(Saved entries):
#####
//! Run lifecycle: start workers, sink and reporter, then shut them down in order.

use std::fmt;
use std::io;
use std::sync::atomic::{AtomicU8, Ordering};
use std::sync::Arc;
use std::thread::{self, JoinHandle};
use std::time::{Duration, Instant};

use crossbeam_channel::{after, bounded, never, select, Sender};

use super::{CancelReason, CancelToken, ProgressReporter};
use crate::matcher::RuleSet;
use crate::pipeline::{Console, EventSink, KeystoreSealer, RecordStore, Redactor, SinkReport};
use crate::worker::{CandidateSource, WorkerContext, WorkerPool, WorkerStats};

/// Errors that prevent a run from starting.
#[derive(Debug, thiserror::Error)]
pub enum RunError {
    #[error("Worker count must be at least 1")]
    NoWorkers,

    #[error("Failed to spawn thread: {0}")]
    Spawn(#[source] io::Error),
}

/// Lifecycle of a run. Transitions only move forward.
#[derive(Debug, Clone, Copy, PartialEq, Eq)]
#[repr(u8)]
pub enum RunState {
    Running = 0,
    Cancelling = 1,
    Draining = 2,
    Stopped = 3,
}

/// Shared, read-only view of a run's [`RunState`].
#[derive(Debug, Clone, Default)]
pub struct RunStatus(Arc<AtomicU8>);

impl RunStatus {
    pub fn state(&self) -> RunState {
        match self.0.load(Ordering::Acquire) {
            0 => RunState::Running,
            1 => RunState::Cancelling,
            2 => RunState::Draining,
            _ => RunState::Stopped,
        }
    }

    fn advance(&self, to: RunState) {
        self.0.fetch_max(to as u8, Ordering::AcqRel);
    }
}

/// Why a run ended.
#[derive(Debug, Clone, Copy, PartialEq, Eq)]
pub enum StopReason {
    /// The candidate source ran dry
    Exhausted,
    Interrupted,
    Deadline,
    FinalMatch,
}

impl From<CancelReason> for StopReason {
    fn from(reason: CancelReason) -> Self {
        match reason {
            CancelReason::Interrupted => StopReason::Interrupted,
            CancelReason::FinalMatch => StopReason::FinalMatch,
            CancelReason::Deadline => StopReason::Deadline,
        }
    }
}

impl fmt::Display for StopReason {
    fn fmt(&self, f: &mut fmt::Formatter<'_>) -> fmt::Result {
        match self {
            StopReason::Exhausted => write!(f, "input exhausted"),
            StopReason::Interrupted => write!(f, "interrupted"),
            StopReason::Deadline => write!(f, "deadline reached"),
            StopReason::FinalMatch => write!(f, "final match reached"),
        }
    }
}

/// Aggregate statistics returned by a stopped run.
#[derive(Debug, Clone, Copy, PartialEq)]
pub struct RunStats {
    pub attempts: u64,
    pub matches: u64,
    pub errors: u64,
    pub persisted: u64,
    pub failed_writes: u64,
    pub elapsed: Duration,
    pub reason: StopReason,
}

impl RunStats {
    /// Average attempts per second.
    pub fn rate(&self) -> f64 {
        let secs = self.elapsed.as_secs_f64();
        if secs > 0.0 {
            self.attempts as f64 / secs
        } else {
            0.0
        }
    }
}

/// Tunables of a single run.
#[derive(Debug, Clone)]
pub struct RunOptions {
    pub workers: usize,
    /// Event queue capacity; `None` means four slots per worker
    pub queue_capacity: Option<usize>,
    pub report_interval: Duration,
    /// Cancel the run after this long
    pub deadline: Option<Duration>,
    /// Encrypt matches into keystores before they are queued
    pub sealer: Option<KeystoreSealer>,
}

impl RunOptions {
    pub fn new(workers: usize) -> Self {
        Self {
            workers,
            queue_capacity: None,
            report_interval: Duration::from_secs(10),
            deadline: None,
            sealer: None,
        }
    }

    pub fn queue_capacity(&self) -> usize {
        self.queue_capacity
            .unwrap_or(self.workers.saturating_mul(4))
            .max(1)
    }
}

/// Owns the cancellation signal and the ordered shutdown of a run.
pub struct RunController {
    rules: Arc<RuleSet>,
    source: Arc<dyn CandidateSource>,
    store: Box<dyn RecordStore>,
    console: Arc<dyn Console>,
    redactor: Redactor,
    options: RunOptions,
    cancel: CancelToken,
    status: RunStatus,
}

impl RunController {
    pub fn new(
        rules: Arc<RuleSet>,
        source: Arc<dyn CandidateSource>,
        store: Box<dyn RecordStore>,
        console: Arc<dyn Console>,
        redactor: Redactor,
        options: RunOptions,
    ) -> Self {
        Self {
            rules,
            source,
            store,
            console,
            redactor,
            options,
            cancel: CancelToken::new(),
            status: RunStatus::default(),
        }
    }

    /// The token interrupts should cancel.
    pub fn cancel_token(&self) -> CancelToken {
        self.cancel.clone()
    }

    pub fn status(&self) -> RunStatus {
        self.status.clone()
    }

    /// Runs until the source is exhausted or the run is cancelled.
    ///
    /// Shutdown order: workers are joined, then the sink drains the closed
    /// queue, then the reporter is stopped. Returns only after all three
    /// have terminated.
    pub fn run(self) -> Result<RunStats, RunError> {
        let RunController {
            rules,
            source,
            store,
            console,
            redactor,
            options,
            cancel,
            status,
        } = self;

        if options.workers == 0 {
            return Err(RunError::NoWorkers);
        }

        let capacity = options.queue_capacity();
        let start = Instant::now();
        let stats = Arc::new(WorkerStats::new());
        let (events_tx, events_rx) = bounded(capacity);

        let sink = EventSink::new(events_rx, store, console.clone(), redactor, cancel.clone());
        let sink_handle = thread::Builder::new()
            .name("vanity-sink".into())
            .spawn(move || sink.run())
            .map_err(RunError::Spawn)?;

        let (stop_tx, stop_rx) = bounded::<()>(0);
        let reporter = ProgressReporter::new(
            stats.clone(),
            console.clone(),
            cancel.clone(),
            options.report_interval,
            start,
        );
        let reporter_handle = match thread::Builder::new()
            .name("vanity-reporter".into())
            .spawn(move || reporter.run(stop_rx))
        {
            Ok(handle) => handle,
            Err(e) => {
                drop(events_tx);
                join_sink(sink_handle);
                return Err(RunError::Spawn(e));
            }
        };

        let ctx = WorkerContext {
            rules,
            source,
            cancel: cancel.clone(),
            stats: stats.clone(),
            sealer: options.sealer.map(Arc::new),
            start,
        };
        let pool = match WorkerPool::spawn(options.workers, ctx, events_tx) {
            Ok(pool) => pool,
            Err(e) => {
                join_sink(sink_handle);
                stop_reporter(stop_tx, reporter_handle);
                return Err(e);
            }
        };

        tracing::info!(
            workers = options.workers,
            queue = capacity,
            deadline = ?options.deadline,
            "search started"
        );

        supervise(&pool, &cancel, &status, options.deadline);

        if cancel.is_cancelled() {
            status.advance(RunState::Cancelling);
        }
        pool.join();

        status.advance(RunState::Draining);
        let report = join_sink(sink_handle);
        stop_reporter(stop_tx, reporter_handle);
        status.advance(RunState::Stopped);

        let reason = cancel
            .reason()
            .map(StopReason::from)
            .unwrap_or(StopReason::Exhausted);

        Ok(RunStats {
            attempts: stats.total_attempts(),
            matches: stats.total_matches(),
            errors: stats.total_errors(),
            persisted: report.persisted,
            failed_writes: report.failed,
            elapsed: start.elapsed(),
            reason,
        })
    }
}

/// Waits until every worker has exited, firing the deadline on the way.
fn supervise(
    pool: &WorkerPool,
    cancel: &CancelToken,
    status: &RunStatus,
    deadline: Option<Duration>,
) {
    let deadline = deadline.map(after).unwrap_or_else(never);

    loop {
        select! {
            recv(pool.exited()) -> _ => return,
            recv(cancel.done()) -> _ => break,
            recv(deadline) -> _ => {
                cancel.cancel(CancelReason::Deadline);
            }
        }
    }

    status.advance(RunState::Cancelling);
    if let Some(reason) = cancel.reason() {
        tracing::info!(%reason, "cancelling workers");
    }
    // workers observe the token at their next checkpoint
    let _ = pool.exited().recv();
}

fn join_sink(handle: JoinHandle<SinkReport>) -> SinkReport {
    handle.join().unwrap_or_else(|_| {
        tracing::error!("event sink panicked");
        SinkReport::default()
    })
}

fn stop_reporter(stop: Sender<()>, handle: JoinHandle<u64>) {
    drop(stop);
    if handle.join().is_err() {
        tracing::error!("progress reporter panicked");
    }
}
#####
(Exercise):
The result is a copy of every line above where the word "into" shows up.

(Your solution):
    /// Encrypt matches into keystores before they are queued
            .name("vanity-sink".into())
            .name("vanity-reporter".into())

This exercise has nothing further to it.